Measuring the Magnitude (strength) of relationships between variables In general the strength is a comparison of the observed relationship to the maximum possible relationship between variables (max possible that could have been observed). If all WCC (white cell count) scores of males were equal exactly to 100 and those of females equal to 102, then all deviations from the grand mean (or normal) in our sample would be entirely accounted for by gender. We would say that in our sample, Gender is perfectly correlated with WCC, that is, 100% of the observed differences between subjects regarding their WCC is accounted for by their gender. If WCC scores were in the range of 0-1000, the same difference (of 2) between the average WCC of males and females found in the study would account for such a small part of the overall differentiation of scores that most likely it would be considered negligible.
Explained Variation Statistics explains the relationship between variables. Try to account for the relationship between the variables that you are studying compared to the overall differentiation in the studied variable (dependent variable). Like low HDL accounts for 10% of the total variation in heart attack incidence or in the above example gender accounts for x% of white cell count. That percent is the explained variation.
Calculating statistical significance This is “p” value. Depends on the study and type of analysis. Always takes “n” into account as well as the size of the relationship between the variables. Larger “n” means that a smaller relationship can be significant.
Normal Distribution This is the bell curve – it is assumed for most studies. This is an assumed truth about the general nature of reality and we use it as the basis for most statistical analysis. It takes into account 2 features. Mean (or average) and standard deviation. IQ is perfect example. Mean = 100. Standard deviation = + 25. 68% of the population falls + 1 standard deviation from normal and 95% falls + 2. Anything greater than + 2 is “significant” (p = at least .05) This is a calculated concept and the standard deviation is calculated from your results. The bigger the “n” the more closely the results will approximate “normal distribution” even in something that isn't well represented by a normal distribution. There are ways to do statistical analysis without normal distribution, but they aren't as powerful. Normal Distrib is kind of fictitious and is a huge assumption. “normality” is assumed in all populations. The more you study the more any relationship starts to look like the Bell curve though. That’s why it’s used so often.

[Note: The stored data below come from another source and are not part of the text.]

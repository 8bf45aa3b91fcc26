use super::*;
use kinghunt_core::{Location, PieceKind, Player};

use crate::SmartPlayer;

fn loc(row: i8, col: i8) -> Location {
    Location::new(row, col)
}

#[test]
fn test_search_leaves_board_untouched() {
    let mut board = Board::standard();
    let snapshot = board.clone();

    let mut player = SmartPlayer::new("Smart", Color::White);
    let mv = player.next_move(&mut board).unwrap();

    assert!(mv.is_some());
    assert!(player.nodes() > 0);
    assert_eq!(board, snapshot, "search must restore the board exactly");
}

#[test]
fn test_search_is_deterministic() {
    let mut board = Board::standard();
    let mut player = SmartPlayer::with_depth("Smart", Color::White, 3);

    let first = player.next_move(&mut board).unwrap();
    let second = player.next_move(&mut board).unwrap();
    assert_eq!(first, second);
}

#[test]
fn test_depth_one_takes_the_biggest_capture() {
    let mut board = Board::new();
    let rook = board
        .place(Color::White, PieceKind::Rook, loc(4, 4))
        .unwrap();
    board
        .place(Color::Black, PieceKind::Queen, loc(4, 0))
        .unwrap();
    board
        .place(Color::Black, PieceKind::Pawn, loc(0, 4))
        .unwrap();

    let mut nodes = 0;
    let (score, chosen) = best_move(&mut board, Color::White, 1, &mut nodes).unwrap();
    let chosen = chosen.unwrap();

    assert_eq!(chosen.piece, rook);
    assert_eq!(chosen.destination, loc(4, 0), "queen beats pawn");
    assert_eq!(score, 5 - 1);
}

#[test]
fn test_king_capture_dominates_material() {
    let mut board = Board::new();
    board
        .place(Color::White, PieceKind::Rook, loc(4, 4))
        .unwrap();
    board
        .place(Color::Black, PieceKind::Queen, loc(4, 0))
        .unwrap();
    board
        .place(Color::Black, PieceKind::King, loc(0, 4))
        .unwrap();

    let mut nodes = 0;
    let (_, chosen) = best_move(&mut board, Color::White, 1, &mut nodes).unwrap();

    // Taking the king (sentinel value 1000) outranks taking the queen.
    assert_eq!(chosen.unwrap().destination, loc(0, 4));
}

#[test]
fn test_depth_two_avoids_the_defended_pawn() {
    let mut board = Board::new();
    let queen = board
        .place(Color::White, PieceKind::Queen, loc(4, 4))
        .unwrap();
    // A defended pawn, its defender, and a free pawn down the rank.
    board
        .place(Color::Black, PieceKind::Pawn, loc(3, 3))
        .unwrap();
    board
        .place(Color::Black, PieceKind::Pawn, loc(2, 2))
        .unwrap();
    board
        .place(Color::Black, PieceKind::Pawn, loc(4, 7))
        .unwrap();
    let snapshot = board.clone();

    let mut nodes = 0;
    let (score, chosen) = best_move(&mut board, Color::White, 2, &mut nodes).unwrap();
    let chosen = chosen.unwrap();

    assert_eq!(chosen.piece, queen);
    assert_eq!(
        chosen.destination,
        loc(4, 7),
        "grabbing the defended pawn loses the queen to the recapture"
    );
    assert_eq!(score, 9 - 2);
    assert_eq!(board, snapshot);
}

#[test]
fn test_ties_keep_the_first_move_found() {
    // Two rooks, each able to capture an identical pawn: identical scores,
    // so the move generated first must win the tie.
    let mut board = Board::new();
    board
        .place(Color::White, PieceKind::Rook, loc(2, 0))
        .unwrap();
    board
        .place(Color::White, PieceKind::Rook, loc(5, 0))
        .unwrap();
    board
        .place(Color::Black, PieceKind::Pawn, loc(2, 7))
        .unwrap();
    board
        .place(Color::Black, PieceKind::Pawn, loc(5, 7))
        .unwrap();

    let moves = board.all_moves(Color::White);
    let first_capture = moves.iter().find(|mv| mv.victim.is_some()).copied().unwrap();

    let mut nodes = 0;
    let (_, chosen) = best_move(&mut board, Color::White, 1, &mut nodes).unwrap();
    assert_eq!(chosen.unwrap(), first_capture);
}

#[test]
fn test_no_moves_returns_none() {
    let mut board = Board::new();
    board
        .place(Color::Black, PieceKind::King, loc(0, 4))
        .unwrap();

    let mut player = SmartPlayer::new("Smart", Color::White);
    assert_eq!(player.next_move(&mut board).unwrap(), None);
}

#[test]
fn test_meanest_response_minimizes_our_score() {
    // Black to reply: capturing the white queen is the meanest answer.
    let mut board = Board::new();
    board
        .place(Color::White, PieceKind::Queen, loc(4, 4))
        .unwrap();
    let rook = board
        .place(Color::Black, PieceKind::Rook, loc(4, 0))
        .unwrap();

    let mut nodes = 0;
    let (score, reply) = meanest_response(&mut board, Color::White, 1, &mut nodes).unwrap();
    let reply = reply.unwrap();

    assert_eq!(reply.piece, rook);
    assert_eq!(reply.destination, loc(4, 4));
    assert_eq!(score, -5);
}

Null Hypothesis All hypothesis are tested against the “null” hypothesis. It is essentially a statement that no relationships exist between your tested variables. Ex: Hypothesis = mice fed superfood will have greater longevity then those fed normal mouse food. Null hypothesis = there is no relationship between superfood diet and longevity.
The normality assumption Keep in mind that we assume that all variables ultimately meet the normal distribution if the population studied is big enough. This is an assumption and can only be proved in some cases – not all. This may introduce some error, but we honestly have no way to find/calculate that error yet.